Hearing, Sight, Smell, Taste, Touch
Welcome back to my mini-series on the five senses. Last weekend’s post on the sense of hearing was so well received that I am happy to do the second installment — Sight.
Originally when I asked you for a few words about “what you heard” I expected simply words or phrases, similar to what we did for the Three Things serials. I was delighted to see that everyone left little stories! You’re all so creative.
You’d think sight would be the easiest of the five senses for this mini-series. I guess it’s too simple. I think everyone primarily writes, paints, or photographs based on what they see. Any of you chefs might be the exception. I expect the senses of smell and taste tend to propel your creations.
Yes, maybe it’s too simple. Or maybe I can’t see how to do this post because I’m blind as a bat! (Sorry bats, no offense.) So here goes…
The obvious way to handle a post about “sight” might be to suggest ways of vividly describing the details of a setting. But let’s look at it a different way. I want to get you to visualize the setting in a way that influences how you see a character. That’s right; the way the setting is described influences how the reader/viewer sees the character or the situation.

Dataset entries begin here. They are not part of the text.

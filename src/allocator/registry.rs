//! Process-wide hook registration.
//!
//! Lists opt into the registry by using the [`Registered`] allocator. Hooks
//! are looked up on every call, so a registration applies to all later
//! allocations and releases. Blocks are released by whichever hook is
//! registered at release time, so a hook may only be replaced while no
//! [`Registered`] list holds nodes.

use core::alloc::Layout;
use core::ptr::NonNull;

use spin::RwLock;

use super::{AllocFn, Hooks, NodeAllocator, ReleaseFn};
use crate::error::ListError;

static HOOKS: RwLock<Hooks> = RwLock::new(Hooks::new());

/// Registers the process-wide allocate hook. `None` is rejected and the
/// previous hook (or the default heap) remains in effect.
///
/// # Safety
///
/// The hook must meet the [`Hooks` contract](Hooks#safety), and no block
/// allocated through [`Registered`] may be live when the hook is replaced.
pub unsafe fn register_allocate(allocate: Option<AllocFn>) -> Result<(), ListError> {
    unsafe { HOOKS.write().register_allocate(allocate) }
}

/// Registers the process-wide release hook. `None` is rejected and the
/// previous hook (or the default heap) remains in effect.
///
/// # Safety
///
/// The hook must meet the [`Hooks` contract](Hooks#safety), and no block
/// allocated through [`Registered`] may be live when the hook is replaced.
pub unsafe fn register_release(release: Option<ReleaseFn>) -> Result<(), ListError> {
    unsafe { HOOKS.write().register_release(release) }
}

/// A snapshot of the current registration.
pub fn hooks() -> Hooks {
    *HOOKS.read()
}

/// Allocator backed by the process-wide hooks.
#[derive(Debug, Default, Clone, Copy, PartialEq, Eq)]
pub struct Registered;

// Safety: hooks only change under the contract of the `register_*` functions.
unsafe impl NodeAllocator for Registered {
    fn allocate(&self, layout: Layout) -> Option<NonNull<u8>> {
        hooks().allocate(layout)
    }

    unsafe fn release(&self, ptr: NonNull<u8>, layout: Layout) {
        unsafe { hooks().release(ptr, layout) }
    }
}

#[cfg(test)]
mod tests {
    use core::alloc::Layout;
    use core::ptr::NonNull;
    use core::sync::atomic::{AtomicUsize, Ordering};

    use super::{Registered, hooks, register_allocate, register_release};
    use crate::allocator::{Global, NodeAllocator};
    use crate::error::ListError;
    use crate::linked_list::list::LinkedList;

    static ALLOCATED: AtomicUsize = AtomicUsize::new(0);
    static RELEASED: AtomicUsize = AtomicUsize::new(0);
    static SWAPPED_RELEASED: AtomicUsize = AtomicUsize::new(0);

    fn counting_allocate(layout: Layout) -> Option<NonNull<u8>> {
        ALLOCATED.fetch_add(1, Ordering::SeqCst);
        Global.allocate(layout)
    }

    unsafe fn counting_release(ptr: NonNull<u8>, layout: Layout) {
        RELEASED.fetch_add(1, Ordering::SeqCst);
        unsafe { Global.release(ptr, layout) }
    }

    unsafe fn swapped_release(ptr: NonNull<u8>, layout: Layout) {
        SWAPPED_RELEASED.fetch_add(1, Ordering::SeqCst);
        unsafe { Global.release(ptr, layout) }
    }

    // The registry is process state, so all of its checks share one test.
    #[test]
    fn test_registry_routes_list_nodes() {
        unsafe {
            assert_eq!(register_allocate(None), Err(ListError::MissingHook));
            assert_eq!(register_release(None), Err(ListError::MissingHook));
        }

        // Nothing registered yet: the default heap serves the list.
        let mut list = LinkedList::new_in(Registered);
        list.push_back(1).unwrap();
        assert_eq!(list.remove(0), Ok(1));

        // The list is empty, so the hooks may be replaced.
        unsafe {
            register_allocate(Some(counting_allocate)).unwrap();
            register_release(Some(counting_release)).unwrap();
        }
        assert!(hooks().allocate_hook().is_some());

        list.push_back(2).unwrap();
        list.push_back(3).unwrap();
        list.push_front(1).unwrap();
        assert_eq!(ALLOCATED.load(Ordering::SeqCst), 3);

        list.remove(1).unwrap();
        assert_eq!(RELEASED.load(Ordering::SeqCst), 1);

        assert_eq!(unsafe { register_release(None) }, Err(ListError::MissingHook));
        list.clear();
        assert_eq!(RELEASED.load(Ordering::SeqCst), 3);

        // Swap the release hook only once no node is live.
        unsafe { register_release(Some(swapped_release)).unwrap() };
        list.push_back(4).unwrap();
        list.push_back(5).unwrap();
        drop(list);
        assert_eq!(SWAPPED_RELEASED.load(Ordering::SeqCst), 2);
        assert_eq!(RELEASED.load(Ordering::SeqCst), 3);
        assert_eq!(ALLOCATED.load(Ordering::SeqCst), 5);
    }
}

I might see something perfectly clearly in my imagination. However, subtitles in describing what I see can have a big impact on your overall perception. For instance how do you see a setting where a ghost was about to appear?

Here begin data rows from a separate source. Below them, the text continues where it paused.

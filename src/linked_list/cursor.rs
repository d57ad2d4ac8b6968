use core::ptr::NonNull;

use super::{Data, iter::Iter, list::LinkedList, node::Node};
use crate::allocator::{Global, NodeAllocator};

/// A forward-only position on an element of a [`LinkedList`].
///
/// The cursor borrows the list, so the list cannot be modified while the
/// cursor exists. Dropping the cursor never touches the list.
pub struct Cursor<'a, A: NodeAllocator = Global> {
    list: &'a LinkedList<A>,
    current: NonNull<Node>,
    index: usize,
}

impl<'a, A: NodeAllocator> Cursor<'a, A> {
    /// Walks `index` steps from the head of `list`.
    ///
    /// Returns `None` when the chain ends first, which includes `index == len`.
    pub fn new(list: &'a LinkedList<A>, index: usize) -> Option<Self> {
        let mut current = list.head()?;
        for _ in 0..index {
            current = unsafe { current.as_ref().next }?;
        }
        Some(Self {
            list,
            current,
            index,
        })
    }

    /// Whether there is an element after the current one. Does not move the cursor.
    pub fn has_next(&self) -> bool {
        self.node().next.is_some()
    }

    /// Moves to the next element. Returns `false`, staying put, at the tail.
    pub fn advance(&mut self) -> bool {
        match self.node().next {
            Some(next) => {
                self.current = next;
                self.index += 1;
                true
            }
            None => false,
        }
    }

    /// The payload of the current element.
    pub fn current(&self) -> Data {
        self.node().data
    }

    /// The position of the current element.
    pub fn index(&self) -> usize {
        self.index
    }

    pub fn list(&self) -> &'a LinkedList<A> {
        self.list
    }

    /// Iterates from the current element to the tail.
    pub fn remaining(&self) -> Iter<'a> {
        Iter::new(Some(self.current))
    }

    fn node(&self) -> &Node {
        // The borrow of `list` keeps every node alive and unmodified.
        unsafe { self.current.as_ref() }
    }
}

impl<A: NodeAllocator> Clone for Cursor<'_, A> {
    fn clone(&self) -> Self {
        Self {
            list: self.list,
            current: self.current,
            index: self.index,
        }
    }
}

You’re most likely thinking of something eerie, seeing shadows, hearing creepy music, maybe even feeling goosebumps on your arms. Ah, but what if my ghost story was lighthearted, almost a comedy? How can I get my reader to see that without giving up all the spookiness? I want to lend some spine-tingling suspense, but I also want the contrast and irony of a not so threatening poltergeist.
For this I’m using one of the “interactive” serials I’ve provided here at this blog. Click the button at the top of the page if you want to know more about this serial. This tidbit is from episode-1 of A Ghost in the Kitchen — Three Ingredients, Cookbook-2. All the episodes are together and in chronological order on the serial homepage.
This serial is a culinary mystery-fantasy set in the 1920s. It’s narrated by Pip, the young woman who is central to the story. In this scene Pip and her friend Andy first encounter the ghost of the cursed chef. I try to help you meet the ghost in a way that hints at his personality through the thing Pip sees. Here is my humble attempt with the sense of sight.
I didn’t realize that I was humming as I carefully cleaned the bottle, until Andy asked me what I as singing. Suddenly puzzled, I stopped because I had no idea what the song was. It was a tune I wasn’t even aware of knowing. I hummed it louder for Andy, but he didn’t recognize it either. I shrugged it off. Obviously I must have heard the tune somewhere.
Turning the bottle this way and that, I admired my handiwork, as well as the beautiful design. Only then did I notice that the top of the bottle’s neck was shaped like a skull with two swords beneath it. I made a face and showed Andy.
“You don’t think that means it’s poison do you?” he asked. “I’m sure the label doesn’t say that. And the seal hasn’t been broken.”
I had really been excited about that gorgeous bottle of wine. I didn’t want to think it was anything other than what the label said.
“Wait. For poison they use a skull and crossbones. Those things look like swords — not bones. Isn’t that the pirate symbol?” I commented and Andy nodded and grinned.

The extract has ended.